___ Dataset records ___

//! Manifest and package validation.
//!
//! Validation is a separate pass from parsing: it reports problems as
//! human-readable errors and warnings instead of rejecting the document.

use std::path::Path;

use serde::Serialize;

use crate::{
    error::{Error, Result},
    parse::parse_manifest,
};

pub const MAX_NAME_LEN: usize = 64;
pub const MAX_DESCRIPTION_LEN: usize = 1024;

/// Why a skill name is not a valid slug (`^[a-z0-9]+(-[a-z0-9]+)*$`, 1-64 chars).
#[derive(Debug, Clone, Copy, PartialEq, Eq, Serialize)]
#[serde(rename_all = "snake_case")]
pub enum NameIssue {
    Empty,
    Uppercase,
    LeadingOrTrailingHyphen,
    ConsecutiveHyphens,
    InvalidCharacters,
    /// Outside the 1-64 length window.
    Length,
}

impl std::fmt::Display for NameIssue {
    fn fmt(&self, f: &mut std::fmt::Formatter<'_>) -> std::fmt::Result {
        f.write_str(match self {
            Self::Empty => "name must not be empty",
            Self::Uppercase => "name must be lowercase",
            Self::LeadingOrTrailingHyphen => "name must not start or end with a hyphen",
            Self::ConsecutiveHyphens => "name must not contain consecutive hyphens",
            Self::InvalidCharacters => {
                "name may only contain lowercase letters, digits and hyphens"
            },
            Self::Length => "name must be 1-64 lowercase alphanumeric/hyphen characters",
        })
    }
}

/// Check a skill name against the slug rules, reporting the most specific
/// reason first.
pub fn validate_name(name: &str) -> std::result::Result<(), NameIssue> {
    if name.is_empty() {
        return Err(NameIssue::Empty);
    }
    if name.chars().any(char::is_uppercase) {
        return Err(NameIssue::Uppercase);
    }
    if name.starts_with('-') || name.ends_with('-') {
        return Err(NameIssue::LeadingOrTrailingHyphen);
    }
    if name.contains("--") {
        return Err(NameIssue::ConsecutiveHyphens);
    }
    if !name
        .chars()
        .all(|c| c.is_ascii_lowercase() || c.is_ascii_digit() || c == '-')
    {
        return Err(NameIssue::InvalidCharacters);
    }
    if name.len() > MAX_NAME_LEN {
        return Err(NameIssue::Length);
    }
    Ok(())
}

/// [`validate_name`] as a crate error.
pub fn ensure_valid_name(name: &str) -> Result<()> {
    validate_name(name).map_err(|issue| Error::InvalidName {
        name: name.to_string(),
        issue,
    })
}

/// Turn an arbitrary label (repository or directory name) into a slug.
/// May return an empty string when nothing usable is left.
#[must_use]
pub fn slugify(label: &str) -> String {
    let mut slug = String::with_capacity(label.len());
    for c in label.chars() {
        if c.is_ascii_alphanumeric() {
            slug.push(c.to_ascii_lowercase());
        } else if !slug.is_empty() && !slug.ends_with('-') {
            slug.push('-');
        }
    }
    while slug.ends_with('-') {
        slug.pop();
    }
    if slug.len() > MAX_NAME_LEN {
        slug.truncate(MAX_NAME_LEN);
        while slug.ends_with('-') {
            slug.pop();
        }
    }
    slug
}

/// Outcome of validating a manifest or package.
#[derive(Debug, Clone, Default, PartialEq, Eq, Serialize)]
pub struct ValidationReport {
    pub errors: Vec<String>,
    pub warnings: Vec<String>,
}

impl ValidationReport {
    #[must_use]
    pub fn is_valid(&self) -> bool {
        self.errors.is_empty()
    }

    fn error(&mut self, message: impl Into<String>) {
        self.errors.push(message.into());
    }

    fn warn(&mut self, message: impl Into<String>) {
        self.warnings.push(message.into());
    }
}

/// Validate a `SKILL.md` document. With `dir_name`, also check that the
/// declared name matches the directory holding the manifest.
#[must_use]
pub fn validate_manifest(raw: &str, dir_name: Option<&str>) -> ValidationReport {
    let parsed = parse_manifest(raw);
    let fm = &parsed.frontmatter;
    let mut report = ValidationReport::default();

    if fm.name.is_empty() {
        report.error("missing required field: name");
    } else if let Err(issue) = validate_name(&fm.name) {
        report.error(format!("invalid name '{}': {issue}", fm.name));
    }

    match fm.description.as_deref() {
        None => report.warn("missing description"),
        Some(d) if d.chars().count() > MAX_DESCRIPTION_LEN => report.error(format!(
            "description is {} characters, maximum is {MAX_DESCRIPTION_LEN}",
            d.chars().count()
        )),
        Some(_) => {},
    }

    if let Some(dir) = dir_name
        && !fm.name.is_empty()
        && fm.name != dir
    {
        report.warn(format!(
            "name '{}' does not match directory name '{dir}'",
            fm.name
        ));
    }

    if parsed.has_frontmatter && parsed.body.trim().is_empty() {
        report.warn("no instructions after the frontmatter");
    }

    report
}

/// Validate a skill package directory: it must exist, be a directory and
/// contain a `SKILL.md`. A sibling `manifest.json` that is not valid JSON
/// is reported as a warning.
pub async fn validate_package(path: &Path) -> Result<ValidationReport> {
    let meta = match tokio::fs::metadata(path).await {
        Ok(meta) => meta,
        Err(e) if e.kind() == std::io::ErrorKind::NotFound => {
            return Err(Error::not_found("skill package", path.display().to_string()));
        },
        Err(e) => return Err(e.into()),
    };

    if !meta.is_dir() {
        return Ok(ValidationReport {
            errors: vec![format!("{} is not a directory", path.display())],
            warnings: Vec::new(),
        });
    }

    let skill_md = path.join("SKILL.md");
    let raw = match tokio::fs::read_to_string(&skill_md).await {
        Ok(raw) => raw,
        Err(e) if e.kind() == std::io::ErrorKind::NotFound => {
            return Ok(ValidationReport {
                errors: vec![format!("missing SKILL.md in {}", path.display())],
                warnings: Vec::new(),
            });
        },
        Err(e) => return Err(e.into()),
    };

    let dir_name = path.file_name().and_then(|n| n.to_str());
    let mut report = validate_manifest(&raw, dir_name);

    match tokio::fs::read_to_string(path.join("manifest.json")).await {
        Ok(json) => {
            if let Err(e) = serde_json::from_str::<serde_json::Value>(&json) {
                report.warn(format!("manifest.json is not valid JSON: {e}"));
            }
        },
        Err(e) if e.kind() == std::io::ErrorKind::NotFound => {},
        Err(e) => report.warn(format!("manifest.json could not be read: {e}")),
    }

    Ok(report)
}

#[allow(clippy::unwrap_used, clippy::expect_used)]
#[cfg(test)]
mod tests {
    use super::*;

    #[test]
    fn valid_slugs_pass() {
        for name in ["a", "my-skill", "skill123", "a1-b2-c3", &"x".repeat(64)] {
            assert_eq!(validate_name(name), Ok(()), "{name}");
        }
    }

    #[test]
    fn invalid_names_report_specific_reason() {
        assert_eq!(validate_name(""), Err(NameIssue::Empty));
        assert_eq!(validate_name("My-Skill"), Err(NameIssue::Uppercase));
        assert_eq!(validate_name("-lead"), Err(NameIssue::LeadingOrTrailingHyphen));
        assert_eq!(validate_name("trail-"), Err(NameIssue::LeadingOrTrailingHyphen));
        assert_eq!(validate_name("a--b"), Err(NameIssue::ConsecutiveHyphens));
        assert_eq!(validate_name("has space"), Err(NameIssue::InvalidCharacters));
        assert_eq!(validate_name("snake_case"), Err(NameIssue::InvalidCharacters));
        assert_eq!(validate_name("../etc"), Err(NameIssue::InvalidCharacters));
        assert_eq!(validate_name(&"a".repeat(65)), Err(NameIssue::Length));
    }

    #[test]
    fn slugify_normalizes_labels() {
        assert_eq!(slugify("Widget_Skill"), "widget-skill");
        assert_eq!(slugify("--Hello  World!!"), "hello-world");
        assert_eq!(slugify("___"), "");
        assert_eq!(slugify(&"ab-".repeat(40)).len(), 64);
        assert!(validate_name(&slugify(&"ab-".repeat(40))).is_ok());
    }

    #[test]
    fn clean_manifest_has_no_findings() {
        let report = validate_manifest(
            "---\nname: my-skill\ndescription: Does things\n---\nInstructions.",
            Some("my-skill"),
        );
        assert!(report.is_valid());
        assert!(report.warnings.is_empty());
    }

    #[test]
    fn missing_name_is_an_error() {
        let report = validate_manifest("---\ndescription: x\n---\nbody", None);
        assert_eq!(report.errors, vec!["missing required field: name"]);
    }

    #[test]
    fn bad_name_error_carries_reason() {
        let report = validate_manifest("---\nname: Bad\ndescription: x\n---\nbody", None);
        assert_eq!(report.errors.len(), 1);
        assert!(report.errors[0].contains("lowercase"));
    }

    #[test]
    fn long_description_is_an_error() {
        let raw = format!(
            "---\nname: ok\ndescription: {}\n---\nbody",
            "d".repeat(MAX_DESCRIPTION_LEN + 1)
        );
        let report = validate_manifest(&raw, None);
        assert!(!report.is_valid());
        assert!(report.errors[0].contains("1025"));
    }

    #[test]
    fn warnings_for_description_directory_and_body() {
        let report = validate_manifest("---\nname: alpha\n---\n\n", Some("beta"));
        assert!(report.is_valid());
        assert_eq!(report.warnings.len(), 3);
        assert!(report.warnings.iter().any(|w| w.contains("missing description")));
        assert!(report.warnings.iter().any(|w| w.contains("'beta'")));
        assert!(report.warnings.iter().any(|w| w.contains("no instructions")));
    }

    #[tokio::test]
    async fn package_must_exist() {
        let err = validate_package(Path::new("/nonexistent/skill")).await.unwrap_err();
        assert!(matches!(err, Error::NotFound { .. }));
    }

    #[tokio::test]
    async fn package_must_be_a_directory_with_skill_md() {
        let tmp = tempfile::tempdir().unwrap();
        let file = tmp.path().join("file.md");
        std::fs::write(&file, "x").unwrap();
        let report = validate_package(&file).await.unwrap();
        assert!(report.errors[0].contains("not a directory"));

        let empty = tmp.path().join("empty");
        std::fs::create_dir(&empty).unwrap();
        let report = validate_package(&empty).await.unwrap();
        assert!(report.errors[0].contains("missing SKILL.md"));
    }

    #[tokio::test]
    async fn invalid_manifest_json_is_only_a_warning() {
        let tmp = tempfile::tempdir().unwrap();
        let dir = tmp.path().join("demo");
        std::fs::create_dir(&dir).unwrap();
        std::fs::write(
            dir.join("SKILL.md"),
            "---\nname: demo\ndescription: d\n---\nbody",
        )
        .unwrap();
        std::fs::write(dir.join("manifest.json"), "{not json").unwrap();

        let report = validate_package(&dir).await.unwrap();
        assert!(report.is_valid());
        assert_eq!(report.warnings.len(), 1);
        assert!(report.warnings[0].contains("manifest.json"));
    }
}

___
___ Dataset records ___

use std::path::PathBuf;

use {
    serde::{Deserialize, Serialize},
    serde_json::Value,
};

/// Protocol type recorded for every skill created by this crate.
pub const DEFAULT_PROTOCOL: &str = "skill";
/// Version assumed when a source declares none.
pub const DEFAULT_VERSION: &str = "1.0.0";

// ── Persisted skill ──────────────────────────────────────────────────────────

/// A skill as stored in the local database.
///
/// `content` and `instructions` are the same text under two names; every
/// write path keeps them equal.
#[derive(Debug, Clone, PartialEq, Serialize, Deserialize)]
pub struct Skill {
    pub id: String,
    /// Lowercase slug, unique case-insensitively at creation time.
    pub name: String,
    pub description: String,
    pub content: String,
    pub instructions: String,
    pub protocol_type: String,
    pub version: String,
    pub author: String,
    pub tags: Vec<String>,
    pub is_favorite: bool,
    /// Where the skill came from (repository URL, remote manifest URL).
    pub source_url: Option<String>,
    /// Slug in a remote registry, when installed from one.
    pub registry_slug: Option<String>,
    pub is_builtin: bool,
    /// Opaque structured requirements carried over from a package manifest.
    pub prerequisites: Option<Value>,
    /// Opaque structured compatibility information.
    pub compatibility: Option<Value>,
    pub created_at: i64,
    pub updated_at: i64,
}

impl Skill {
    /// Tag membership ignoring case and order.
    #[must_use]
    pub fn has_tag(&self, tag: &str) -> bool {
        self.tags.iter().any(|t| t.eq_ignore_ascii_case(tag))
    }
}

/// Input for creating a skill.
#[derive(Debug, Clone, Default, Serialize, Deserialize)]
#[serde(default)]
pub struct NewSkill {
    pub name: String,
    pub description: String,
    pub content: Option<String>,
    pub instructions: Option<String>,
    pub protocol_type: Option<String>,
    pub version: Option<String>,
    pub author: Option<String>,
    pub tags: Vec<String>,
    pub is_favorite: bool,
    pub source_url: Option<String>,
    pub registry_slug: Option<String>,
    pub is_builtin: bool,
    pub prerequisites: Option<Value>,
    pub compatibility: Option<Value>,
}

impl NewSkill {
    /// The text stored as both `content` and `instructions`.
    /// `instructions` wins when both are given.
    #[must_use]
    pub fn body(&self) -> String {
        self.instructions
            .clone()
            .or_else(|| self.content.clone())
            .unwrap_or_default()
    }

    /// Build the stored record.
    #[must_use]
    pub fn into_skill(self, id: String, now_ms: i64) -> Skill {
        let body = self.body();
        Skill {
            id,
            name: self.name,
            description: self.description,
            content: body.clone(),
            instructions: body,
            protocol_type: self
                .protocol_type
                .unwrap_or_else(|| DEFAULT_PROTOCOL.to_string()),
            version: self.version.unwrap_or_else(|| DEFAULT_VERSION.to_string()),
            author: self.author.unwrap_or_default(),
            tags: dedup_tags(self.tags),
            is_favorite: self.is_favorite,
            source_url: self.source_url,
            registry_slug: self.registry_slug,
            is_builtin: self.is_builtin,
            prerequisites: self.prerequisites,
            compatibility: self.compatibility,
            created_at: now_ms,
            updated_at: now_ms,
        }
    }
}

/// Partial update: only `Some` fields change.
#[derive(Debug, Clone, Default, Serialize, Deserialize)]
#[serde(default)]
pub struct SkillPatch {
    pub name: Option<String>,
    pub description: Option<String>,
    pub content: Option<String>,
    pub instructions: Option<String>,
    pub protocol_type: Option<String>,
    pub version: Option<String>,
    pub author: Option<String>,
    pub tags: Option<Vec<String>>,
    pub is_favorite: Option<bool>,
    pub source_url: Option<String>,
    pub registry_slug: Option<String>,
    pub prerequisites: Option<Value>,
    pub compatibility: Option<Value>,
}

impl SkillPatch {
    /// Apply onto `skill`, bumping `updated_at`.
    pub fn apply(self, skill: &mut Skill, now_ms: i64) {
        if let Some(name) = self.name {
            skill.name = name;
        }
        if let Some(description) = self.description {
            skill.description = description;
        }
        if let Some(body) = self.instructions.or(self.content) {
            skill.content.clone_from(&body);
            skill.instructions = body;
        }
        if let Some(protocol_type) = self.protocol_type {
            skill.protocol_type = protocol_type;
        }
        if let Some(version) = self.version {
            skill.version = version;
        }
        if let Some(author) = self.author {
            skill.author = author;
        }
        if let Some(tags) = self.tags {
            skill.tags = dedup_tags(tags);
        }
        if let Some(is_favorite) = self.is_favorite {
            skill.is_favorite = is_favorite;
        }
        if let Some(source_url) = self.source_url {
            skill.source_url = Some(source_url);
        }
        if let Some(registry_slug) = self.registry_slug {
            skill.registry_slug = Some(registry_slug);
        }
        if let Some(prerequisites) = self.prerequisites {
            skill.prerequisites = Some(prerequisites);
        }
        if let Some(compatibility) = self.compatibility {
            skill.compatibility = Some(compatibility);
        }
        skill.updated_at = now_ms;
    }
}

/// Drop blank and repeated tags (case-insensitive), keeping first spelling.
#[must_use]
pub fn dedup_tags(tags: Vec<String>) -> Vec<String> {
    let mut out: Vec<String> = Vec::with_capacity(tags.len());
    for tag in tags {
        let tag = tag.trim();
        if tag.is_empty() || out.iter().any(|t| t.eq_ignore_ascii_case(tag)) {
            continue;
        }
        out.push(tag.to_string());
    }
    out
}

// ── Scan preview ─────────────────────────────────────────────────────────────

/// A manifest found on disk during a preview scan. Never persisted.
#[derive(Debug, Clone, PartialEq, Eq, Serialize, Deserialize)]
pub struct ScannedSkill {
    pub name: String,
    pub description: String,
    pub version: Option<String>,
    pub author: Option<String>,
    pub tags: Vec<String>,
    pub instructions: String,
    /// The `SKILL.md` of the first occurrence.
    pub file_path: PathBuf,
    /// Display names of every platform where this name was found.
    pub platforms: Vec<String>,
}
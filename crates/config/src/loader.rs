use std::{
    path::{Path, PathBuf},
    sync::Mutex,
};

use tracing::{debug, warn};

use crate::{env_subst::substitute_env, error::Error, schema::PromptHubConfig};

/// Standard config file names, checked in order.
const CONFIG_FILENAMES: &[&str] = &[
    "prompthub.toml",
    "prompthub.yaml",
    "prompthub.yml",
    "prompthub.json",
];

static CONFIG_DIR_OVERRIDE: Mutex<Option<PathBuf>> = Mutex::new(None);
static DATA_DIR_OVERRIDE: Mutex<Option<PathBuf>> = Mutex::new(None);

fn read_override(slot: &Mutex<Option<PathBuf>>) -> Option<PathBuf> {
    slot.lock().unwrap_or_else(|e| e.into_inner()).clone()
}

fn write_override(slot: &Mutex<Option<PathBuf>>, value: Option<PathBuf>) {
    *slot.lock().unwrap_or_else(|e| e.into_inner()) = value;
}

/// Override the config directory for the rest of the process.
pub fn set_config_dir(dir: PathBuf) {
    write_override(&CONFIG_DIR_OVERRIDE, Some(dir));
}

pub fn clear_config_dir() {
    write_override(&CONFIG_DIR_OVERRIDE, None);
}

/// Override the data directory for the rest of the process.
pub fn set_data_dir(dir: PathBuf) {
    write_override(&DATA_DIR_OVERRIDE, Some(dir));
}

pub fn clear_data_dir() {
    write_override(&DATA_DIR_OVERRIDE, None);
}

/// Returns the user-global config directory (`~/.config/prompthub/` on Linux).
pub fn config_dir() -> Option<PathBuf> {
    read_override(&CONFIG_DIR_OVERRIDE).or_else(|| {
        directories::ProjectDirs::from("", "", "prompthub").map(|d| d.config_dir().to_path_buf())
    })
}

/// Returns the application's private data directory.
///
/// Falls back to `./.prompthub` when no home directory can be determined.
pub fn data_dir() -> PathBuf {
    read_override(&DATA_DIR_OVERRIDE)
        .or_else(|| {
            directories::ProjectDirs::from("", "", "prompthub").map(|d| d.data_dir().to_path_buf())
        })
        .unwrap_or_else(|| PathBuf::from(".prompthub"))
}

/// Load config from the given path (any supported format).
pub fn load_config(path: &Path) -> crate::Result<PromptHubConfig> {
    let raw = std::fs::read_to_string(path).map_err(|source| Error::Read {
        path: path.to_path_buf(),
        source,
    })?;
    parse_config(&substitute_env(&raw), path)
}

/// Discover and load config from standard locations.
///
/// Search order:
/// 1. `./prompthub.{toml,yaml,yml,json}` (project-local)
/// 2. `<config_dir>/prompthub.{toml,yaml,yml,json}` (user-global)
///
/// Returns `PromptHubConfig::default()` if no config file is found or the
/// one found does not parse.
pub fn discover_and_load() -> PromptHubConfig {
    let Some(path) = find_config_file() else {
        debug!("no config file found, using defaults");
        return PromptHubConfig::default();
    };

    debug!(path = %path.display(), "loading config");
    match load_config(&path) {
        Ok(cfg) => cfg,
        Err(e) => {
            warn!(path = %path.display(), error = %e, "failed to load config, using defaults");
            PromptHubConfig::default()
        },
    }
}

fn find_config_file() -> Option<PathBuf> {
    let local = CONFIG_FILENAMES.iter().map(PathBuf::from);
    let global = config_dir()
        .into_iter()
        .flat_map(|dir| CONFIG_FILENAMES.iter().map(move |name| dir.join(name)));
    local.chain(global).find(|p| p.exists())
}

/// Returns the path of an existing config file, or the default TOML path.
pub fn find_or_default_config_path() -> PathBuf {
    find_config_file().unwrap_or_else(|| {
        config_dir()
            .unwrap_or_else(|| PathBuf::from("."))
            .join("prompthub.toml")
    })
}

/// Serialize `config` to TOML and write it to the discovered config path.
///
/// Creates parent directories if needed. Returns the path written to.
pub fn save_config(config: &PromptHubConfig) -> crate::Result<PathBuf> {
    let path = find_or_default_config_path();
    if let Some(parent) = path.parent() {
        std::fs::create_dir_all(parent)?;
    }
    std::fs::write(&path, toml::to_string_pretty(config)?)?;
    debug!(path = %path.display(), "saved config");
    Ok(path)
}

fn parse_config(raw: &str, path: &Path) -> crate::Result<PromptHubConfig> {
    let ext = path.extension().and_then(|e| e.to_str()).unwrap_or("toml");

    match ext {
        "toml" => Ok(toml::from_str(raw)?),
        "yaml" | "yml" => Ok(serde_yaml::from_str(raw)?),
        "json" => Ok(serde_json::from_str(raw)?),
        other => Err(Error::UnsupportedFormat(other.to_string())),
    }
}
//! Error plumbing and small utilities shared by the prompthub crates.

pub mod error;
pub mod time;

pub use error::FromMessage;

___
___ Dataset records ___

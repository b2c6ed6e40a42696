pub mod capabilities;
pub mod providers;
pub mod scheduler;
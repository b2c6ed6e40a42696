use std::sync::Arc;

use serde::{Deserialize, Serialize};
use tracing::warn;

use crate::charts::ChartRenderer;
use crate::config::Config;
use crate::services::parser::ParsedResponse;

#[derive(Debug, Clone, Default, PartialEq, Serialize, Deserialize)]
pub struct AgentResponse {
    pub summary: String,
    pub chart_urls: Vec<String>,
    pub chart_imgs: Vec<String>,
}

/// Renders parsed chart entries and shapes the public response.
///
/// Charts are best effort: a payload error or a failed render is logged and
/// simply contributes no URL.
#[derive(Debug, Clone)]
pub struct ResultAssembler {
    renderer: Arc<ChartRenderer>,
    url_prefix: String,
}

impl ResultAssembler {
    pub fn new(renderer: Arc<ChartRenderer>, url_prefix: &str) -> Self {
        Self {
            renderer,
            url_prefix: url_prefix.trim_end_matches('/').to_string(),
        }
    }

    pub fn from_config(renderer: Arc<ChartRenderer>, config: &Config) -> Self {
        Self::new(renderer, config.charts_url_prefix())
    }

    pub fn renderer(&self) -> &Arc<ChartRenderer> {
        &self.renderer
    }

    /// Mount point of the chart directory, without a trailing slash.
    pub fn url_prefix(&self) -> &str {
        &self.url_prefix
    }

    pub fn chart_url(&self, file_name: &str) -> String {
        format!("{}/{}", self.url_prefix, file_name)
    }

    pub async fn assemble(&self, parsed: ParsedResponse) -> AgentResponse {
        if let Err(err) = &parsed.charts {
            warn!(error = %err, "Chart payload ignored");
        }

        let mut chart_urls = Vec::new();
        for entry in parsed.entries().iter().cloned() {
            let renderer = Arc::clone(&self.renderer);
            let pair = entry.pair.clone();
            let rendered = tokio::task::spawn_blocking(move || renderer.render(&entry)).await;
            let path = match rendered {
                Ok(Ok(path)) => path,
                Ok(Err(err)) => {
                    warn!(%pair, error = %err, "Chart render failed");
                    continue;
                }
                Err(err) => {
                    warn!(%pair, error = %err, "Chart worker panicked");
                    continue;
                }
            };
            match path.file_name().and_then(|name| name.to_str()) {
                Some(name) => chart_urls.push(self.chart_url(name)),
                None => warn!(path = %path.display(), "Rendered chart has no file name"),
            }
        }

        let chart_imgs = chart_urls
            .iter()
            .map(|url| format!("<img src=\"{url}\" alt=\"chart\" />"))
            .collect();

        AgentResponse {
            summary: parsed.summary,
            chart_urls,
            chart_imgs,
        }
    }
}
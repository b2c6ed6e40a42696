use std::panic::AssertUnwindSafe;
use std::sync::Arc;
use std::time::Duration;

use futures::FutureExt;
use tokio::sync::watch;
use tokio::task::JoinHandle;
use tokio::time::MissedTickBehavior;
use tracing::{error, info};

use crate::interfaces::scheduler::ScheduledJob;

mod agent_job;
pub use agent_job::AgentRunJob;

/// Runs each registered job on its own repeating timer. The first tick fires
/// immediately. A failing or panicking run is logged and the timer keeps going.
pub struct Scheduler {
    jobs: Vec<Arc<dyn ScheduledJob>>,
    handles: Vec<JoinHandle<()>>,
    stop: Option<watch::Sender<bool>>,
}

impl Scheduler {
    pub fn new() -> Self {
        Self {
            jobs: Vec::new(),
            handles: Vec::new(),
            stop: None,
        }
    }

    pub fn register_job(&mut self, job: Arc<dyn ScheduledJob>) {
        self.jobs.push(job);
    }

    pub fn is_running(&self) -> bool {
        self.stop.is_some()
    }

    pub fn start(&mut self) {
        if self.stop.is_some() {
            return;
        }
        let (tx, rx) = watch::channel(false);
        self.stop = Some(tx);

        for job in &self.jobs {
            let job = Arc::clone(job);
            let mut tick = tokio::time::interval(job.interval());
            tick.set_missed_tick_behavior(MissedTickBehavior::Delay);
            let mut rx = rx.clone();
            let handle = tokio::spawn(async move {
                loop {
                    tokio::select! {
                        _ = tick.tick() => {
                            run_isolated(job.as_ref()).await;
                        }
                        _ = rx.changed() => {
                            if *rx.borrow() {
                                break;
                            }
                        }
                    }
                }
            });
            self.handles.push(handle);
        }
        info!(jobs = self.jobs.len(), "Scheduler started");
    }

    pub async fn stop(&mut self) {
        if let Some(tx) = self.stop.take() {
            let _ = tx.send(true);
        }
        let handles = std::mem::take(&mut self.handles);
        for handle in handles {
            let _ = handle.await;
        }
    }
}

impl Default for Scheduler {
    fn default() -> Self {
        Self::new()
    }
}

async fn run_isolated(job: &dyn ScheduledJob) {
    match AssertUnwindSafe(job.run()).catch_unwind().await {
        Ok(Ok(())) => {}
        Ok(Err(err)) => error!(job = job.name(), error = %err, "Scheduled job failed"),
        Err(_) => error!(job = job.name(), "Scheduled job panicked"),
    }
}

___

Action item | From the data above, copy each line with the string "handles" in it.

Written solution |
    handles: Vec<JoinHandle<()>>,
            handles: Vec::new(),
            self.handles.push(handle);
        let handles = std::mem::take(&mut self.handles);
        for handle in handles {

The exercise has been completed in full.